■ **Data records**
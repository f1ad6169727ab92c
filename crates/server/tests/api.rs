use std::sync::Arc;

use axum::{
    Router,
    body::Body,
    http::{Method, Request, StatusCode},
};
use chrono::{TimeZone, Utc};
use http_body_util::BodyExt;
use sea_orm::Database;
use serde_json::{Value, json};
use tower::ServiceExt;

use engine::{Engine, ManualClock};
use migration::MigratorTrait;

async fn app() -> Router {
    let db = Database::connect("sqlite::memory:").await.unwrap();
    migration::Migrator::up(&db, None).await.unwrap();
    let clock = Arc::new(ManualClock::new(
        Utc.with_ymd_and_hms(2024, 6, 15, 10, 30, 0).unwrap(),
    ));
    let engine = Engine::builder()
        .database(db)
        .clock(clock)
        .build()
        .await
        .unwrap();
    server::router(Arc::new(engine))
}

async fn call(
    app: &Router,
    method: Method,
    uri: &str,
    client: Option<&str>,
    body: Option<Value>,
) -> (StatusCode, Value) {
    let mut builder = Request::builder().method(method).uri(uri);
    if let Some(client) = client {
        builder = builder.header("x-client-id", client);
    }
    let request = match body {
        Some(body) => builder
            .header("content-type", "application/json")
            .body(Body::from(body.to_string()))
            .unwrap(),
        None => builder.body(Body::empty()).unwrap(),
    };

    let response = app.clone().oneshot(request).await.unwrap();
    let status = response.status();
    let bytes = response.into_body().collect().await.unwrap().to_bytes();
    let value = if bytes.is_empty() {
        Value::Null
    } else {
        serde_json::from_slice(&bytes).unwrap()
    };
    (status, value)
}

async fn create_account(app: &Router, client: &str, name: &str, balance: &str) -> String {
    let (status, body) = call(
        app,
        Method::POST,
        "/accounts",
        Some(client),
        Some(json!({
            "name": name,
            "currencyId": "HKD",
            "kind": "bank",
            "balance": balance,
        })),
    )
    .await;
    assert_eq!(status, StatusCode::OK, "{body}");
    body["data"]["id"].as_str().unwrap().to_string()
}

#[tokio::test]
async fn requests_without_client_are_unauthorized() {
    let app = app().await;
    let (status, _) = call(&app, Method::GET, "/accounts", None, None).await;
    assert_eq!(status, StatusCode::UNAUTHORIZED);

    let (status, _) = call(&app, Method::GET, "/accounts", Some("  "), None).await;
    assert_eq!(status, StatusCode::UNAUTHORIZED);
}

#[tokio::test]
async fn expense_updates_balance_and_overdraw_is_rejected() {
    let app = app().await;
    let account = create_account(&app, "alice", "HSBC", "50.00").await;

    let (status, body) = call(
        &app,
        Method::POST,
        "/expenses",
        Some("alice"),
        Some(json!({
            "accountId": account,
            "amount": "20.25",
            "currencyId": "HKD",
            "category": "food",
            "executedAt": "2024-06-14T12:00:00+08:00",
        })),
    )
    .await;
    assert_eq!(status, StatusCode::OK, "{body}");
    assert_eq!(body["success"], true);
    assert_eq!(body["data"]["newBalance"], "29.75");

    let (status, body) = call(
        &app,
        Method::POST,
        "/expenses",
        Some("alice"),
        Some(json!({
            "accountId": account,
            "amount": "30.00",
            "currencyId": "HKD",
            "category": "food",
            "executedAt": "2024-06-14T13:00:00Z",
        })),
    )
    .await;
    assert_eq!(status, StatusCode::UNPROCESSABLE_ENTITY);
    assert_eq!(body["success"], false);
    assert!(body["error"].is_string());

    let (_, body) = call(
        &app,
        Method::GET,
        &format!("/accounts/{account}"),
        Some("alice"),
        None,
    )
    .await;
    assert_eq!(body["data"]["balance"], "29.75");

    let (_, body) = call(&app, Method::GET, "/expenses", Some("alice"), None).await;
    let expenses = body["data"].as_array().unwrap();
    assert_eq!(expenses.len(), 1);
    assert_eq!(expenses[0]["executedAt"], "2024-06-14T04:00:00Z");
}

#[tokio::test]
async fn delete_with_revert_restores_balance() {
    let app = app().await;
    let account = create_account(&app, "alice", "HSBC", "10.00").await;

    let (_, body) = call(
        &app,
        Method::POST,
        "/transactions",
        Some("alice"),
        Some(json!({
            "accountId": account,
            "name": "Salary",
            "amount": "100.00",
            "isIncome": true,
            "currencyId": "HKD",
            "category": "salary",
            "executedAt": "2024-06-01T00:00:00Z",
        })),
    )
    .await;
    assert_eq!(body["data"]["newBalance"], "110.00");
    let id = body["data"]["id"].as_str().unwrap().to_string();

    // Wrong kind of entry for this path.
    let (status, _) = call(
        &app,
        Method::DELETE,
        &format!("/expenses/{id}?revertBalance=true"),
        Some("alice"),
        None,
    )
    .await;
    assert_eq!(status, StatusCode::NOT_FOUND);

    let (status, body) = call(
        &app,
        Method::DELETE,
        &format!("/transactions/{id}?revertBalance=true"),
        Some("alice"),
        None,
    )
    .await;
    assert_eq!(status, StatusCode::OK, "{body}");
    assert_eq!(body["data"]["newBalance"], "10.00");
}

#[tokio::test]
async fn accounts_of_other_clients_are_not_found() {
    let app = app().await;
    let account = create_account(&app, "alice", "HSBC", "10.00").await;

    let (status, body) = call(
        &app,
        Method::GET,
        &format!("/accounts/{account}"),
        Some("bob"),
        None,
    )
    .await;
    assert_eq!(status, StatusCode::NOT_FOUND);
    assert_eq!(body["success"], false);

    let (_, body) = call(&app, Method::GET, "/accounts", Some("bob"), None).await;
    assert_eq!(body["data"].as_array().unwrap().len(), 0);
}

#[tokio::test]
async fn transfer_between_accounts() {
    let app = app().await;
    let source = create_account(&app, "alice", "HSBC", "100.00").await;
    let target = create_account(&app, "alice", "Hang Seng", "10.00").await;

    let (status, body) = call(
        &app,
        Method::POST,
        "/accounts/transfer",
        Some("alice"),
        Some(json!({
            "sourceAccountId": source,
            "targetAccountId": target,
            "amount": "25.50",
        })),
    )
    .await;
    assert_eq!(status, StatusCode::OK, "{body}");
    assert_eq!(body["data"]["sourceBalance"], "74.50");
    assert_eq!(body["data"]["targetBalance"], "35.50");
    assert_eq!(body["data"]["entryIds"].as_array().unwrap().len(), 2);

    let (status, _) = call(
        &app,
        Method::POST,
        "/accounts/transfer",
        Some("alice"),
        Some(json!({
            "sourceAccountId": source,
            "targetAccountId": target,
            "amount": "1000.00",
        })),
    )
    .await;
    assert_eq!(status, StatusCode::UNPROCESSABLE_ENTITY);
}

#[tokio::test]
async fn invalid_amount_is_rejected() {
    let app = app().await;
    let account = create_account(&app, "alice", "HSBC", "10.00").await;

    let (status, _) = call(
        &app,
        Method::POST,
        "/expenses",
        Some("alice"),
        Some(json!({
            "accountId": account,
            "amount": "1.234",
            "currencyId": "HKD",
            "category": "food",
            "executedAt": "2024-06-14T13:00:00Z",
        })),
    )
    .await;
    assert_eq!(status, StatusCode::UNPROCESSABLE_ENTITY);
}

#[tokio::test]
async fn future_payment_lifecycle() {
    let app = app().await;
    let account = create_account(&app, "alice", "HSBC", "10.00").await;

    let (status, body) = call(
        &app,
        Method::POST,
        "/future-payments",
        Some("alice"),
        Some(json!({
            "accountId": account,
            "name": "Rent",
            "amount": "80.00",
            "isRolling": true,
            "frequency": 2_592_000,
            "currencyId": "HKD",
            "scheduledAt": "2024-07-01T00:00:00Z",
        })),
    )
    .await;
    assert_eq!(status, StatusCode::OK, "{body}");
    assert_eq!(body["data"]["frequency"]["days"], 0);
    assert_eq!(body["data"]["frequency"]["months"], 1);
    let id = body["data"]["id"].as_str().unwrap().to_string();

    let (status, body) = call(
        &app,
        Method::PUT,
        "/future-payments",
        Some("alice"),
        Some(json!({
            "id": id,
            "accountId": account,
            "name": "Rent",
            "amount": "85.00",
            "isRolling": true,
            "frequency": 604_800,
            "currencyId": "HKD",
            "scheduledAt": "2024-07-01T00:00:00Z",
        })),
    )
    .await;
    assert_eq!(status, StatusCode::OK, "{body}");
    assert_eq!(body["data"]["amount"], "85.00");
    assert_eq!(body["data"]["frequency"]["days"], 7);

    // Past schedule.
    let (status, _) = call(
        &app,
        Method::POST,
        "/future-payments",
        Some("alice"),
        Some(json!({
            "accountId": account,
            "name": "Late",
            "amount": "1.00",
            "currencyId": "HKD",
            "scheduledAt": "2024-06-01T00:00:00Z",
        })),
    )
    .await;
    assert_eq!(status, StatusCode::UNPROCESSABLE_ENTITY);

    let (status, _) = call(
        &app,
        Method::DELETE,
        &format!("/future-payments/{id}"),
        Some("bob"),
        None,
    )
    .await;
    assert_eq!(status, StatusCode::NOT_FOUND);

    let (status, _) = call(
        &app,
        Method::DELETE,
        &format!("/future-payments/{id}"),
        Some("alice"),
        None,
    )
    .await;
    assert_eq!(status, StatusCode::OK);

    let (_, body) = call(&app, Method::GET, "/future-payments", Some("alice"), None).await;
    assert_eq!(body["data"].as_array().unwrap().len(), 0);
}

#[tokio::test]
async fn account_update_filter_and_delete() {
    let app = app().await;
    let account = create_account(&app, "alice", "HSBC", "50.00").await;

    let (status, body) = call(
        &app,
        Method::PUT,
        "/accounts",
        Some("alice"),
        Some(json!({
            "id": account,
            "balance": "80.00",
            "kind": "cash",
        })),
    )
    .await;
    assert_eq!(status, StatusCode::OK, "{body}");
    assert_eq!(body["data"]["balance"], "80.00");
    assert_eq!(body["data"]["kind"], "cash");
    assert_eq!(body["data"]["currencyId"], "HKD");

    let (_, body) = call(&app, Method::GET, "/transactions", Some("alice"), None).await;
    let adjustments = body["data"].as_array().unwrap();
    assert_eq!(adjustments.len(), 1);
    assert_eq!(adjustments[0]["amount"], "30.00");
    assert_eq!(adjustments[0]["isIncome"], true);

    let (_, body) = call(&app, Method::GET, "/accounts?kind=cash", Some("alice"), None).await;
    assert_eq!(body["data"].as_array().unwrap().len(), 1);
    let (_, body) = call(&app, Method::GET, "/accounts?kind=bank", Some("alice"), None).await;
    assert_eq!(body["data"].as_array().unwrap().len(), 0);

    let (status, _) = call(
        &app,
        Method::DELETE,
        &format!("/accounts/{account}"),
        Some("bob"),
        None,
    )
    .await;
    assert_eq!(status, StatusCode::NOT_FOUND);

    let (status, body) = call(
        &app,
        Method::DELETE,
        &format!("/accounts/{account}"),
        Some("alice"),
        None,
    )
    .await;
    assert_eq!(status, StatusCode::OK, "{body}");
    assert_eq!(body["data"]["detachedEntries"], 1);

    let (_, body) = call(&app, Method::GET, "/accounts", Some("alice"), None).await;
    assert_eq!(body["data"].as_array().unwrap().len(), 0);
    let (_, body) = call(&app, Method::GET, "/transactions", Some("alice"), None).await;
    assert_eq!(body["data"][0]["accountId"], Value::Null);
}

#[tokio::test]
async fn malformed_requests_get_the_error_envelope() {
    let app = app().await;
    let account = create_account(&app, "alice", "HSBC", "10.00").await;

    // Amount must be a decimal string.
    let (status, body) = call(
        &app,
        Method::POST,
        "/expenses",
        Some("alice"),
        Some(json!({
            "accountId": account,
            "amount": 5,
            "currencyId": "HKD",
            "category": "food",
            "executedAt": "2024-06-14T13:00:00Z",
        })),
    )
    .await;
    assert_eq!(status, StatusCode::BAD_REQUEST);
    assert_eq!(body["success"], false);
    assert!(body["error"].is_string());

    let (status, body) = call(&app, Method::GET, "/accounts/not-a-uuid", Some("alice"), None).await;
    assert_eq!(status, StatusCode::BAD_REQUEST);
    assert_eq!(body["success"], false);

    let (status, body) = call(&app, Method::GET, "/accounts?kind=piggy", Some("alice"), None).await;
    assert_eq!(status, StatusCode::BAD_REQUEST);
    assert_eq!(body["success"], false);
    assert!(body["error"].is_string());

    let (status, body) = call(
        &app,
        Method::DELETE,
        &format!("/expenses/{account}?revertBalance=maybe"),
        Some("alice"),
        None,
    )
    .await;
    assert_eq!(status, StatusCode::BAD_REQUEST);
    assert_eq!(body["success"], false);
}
...
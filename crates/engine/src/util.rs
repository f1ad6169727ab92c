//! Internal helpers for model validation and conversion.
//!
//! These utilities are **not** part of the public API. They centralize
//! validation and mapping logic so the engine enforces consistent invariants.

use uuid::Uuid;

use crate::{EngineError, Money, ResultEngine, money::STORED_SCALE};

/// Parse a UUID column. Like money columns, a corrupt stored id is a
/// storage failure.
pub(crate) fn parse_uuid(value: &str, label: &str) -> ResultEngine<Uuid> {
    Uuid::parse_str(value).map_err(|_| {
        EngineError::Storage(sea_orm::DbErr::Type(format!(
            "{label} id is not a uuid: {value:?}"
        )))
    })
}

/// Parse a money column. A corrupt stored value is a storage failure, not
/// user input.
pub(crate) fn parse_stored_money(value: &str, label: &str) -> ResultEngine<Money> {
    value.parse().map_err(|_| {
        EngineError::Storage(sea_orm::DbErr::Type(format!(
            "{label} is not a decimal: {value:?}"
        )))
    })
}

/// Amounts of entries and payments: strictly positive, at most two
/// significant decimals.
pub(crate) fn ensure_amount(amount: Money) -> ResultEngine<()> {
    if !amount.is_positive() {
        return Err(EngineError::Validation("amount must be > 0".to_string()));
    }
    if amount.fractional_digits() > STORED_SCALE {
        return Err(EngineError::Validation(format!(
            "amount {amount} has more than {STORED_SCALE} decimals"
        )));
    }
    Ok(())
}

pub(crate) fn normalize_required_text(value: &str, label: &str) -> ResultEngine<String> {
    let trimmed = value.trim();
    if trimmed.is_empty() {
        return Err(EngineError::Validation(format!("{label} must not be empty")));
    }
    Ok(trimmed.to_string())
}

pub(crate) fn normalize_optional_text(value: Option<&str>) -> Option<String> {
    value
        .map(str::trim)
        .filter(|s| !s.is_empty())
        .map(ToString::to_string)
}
---
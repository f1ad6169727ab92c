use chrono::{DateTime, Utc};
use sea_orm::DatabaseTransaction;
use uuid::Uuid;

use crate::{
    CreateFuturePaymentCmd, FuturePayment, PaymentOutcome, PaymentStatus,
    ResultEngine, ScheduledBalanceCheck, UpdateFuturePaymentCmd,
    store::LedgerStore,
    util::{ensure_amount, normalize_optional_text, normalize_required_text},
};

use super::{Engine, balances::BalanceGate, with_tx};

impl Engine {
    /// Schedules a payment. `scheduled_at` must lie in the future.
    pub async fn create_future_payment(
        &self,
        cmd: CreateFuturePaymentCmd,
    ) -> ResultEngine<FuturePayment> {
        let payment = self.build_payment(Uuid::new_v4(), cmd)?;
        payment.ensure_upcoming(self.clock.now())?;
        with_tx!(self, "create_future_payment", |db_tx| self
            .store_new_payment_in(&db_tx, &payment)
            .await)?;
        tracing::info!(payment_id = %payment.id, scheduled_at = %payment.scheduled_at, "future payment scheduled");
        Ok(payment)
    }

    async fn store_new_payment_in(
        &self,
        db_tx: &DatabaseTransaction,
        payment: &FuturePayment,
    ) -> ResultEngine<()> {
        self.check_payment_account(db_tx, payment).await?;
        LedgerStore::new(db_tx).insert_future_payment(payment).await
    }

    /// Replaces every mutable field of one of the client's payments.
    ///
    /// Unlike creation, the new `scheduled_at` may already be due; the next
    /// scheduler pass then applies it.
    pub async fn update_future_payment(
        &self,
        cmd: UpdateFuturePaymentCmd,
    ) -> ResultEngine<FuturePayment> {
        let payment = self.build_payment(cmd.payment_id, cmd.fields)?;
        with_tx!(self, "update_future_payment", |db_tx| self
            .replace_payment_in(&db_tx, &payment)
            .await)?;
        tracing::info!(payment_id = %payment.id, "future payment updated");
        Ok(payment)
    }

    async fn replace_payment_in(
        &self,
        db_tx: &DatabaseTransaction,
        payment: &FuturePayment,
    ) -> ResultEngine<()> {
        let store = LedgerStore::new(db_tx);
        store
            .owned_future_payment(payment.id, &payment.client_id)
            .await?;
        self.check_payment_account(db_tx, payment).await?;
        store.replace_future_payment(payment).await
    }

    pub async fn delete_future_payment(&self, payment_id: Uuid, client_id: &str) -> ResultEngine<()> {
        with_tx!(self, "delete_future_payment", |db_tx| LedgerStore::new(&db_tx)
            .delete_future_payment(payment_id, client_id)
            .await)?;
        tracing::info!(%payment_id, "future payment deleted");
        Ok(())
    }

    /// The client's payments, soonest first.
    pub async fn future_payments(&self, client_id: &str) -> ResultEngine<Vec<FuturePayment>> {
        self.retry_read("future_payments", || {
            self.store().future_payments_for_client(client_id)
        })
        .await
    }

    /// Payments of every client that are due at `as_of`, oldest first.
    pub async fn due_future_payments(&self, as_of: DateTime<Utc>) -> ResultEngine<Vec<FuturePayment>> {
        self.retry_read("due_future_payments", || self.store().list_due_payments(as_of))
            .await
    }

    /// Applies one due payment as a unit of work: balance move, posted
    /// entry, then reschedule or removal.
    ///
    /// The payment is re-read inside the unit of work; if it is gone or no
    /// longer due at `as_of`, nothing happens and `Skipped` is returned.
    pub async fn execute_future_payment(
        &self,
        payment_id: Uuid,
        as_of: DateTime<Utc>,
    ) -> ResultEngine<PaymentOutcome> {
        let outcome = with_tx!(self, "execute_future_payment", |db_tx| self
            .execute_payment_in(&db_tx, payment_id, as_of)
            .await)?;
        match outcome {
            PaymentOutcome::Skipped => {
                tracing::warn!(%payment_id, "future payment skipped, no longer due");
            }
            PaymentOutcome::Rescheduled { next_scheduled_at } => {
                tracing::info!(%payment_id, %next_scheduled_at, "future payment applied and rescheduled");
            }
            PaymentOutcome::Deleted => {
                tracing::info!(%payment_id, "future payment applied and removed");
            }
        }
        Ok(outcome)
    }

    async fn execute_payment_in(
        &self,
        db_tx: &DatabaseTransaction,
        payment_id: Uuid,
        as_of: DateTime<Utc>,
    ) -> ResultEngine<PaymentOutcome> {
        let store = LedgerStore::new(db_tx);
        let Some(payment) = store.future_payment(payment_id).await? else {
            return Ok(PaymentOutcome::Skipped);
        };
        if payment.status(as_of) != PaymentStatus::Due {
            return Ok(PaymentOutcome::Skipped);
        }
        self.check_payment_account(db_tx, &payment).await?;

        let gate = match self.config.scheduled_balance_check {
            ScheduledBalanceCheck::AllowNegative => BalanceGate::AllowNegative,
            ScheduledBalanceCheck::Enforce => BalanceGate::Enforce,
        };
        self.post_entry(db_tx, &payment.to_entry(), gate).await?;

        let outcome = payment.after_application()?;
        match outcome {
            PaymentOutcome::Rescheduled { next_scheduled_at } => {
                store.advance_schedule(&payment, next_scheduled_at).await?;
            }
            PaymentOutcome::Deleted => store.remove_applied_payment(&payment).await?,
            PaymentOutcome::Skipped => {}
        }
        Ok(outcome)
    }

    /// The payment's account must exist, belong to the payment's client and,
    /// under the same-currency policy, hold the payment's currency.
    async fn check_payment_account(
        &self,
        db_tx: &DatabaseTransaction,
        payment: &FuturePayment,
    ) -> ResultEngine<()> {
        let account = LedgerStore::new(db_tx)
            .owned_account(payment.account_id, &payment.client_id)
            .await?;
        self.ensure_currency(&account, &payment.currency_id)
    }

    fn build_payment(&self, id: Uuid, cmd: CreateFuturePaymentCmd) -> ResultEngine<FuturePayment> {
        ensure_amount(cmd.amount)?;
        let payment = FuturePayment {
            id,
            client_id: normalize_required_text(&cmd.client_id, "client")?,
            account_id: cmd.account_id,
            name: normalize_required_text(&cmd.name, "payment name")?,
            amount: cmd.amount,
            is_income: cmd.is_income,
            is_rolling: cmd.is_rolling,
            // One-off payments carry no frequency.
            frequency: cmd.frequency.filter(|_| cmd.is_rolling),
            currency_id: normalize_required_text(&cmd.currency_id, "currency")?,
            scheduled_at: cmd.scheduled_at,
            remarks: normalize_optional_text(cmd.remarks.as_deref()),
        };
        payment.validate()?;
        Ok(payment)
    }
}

■ **WORK INSTRUCTIONS**
Wherever the string "true" appears in a line of the records above, copy that line.

■ **REPLY**
    assert_eq!(body["success"], true);
            "isIncome": true,
        &format!("/expenses/{id}?revertBalance=true"),
        &format!("/transactions/{id}?revertBalance=true"),
            "isRolling": true,
            "isRolling": true,
    assert_eq!(adjustments[0]["isIncome"], true);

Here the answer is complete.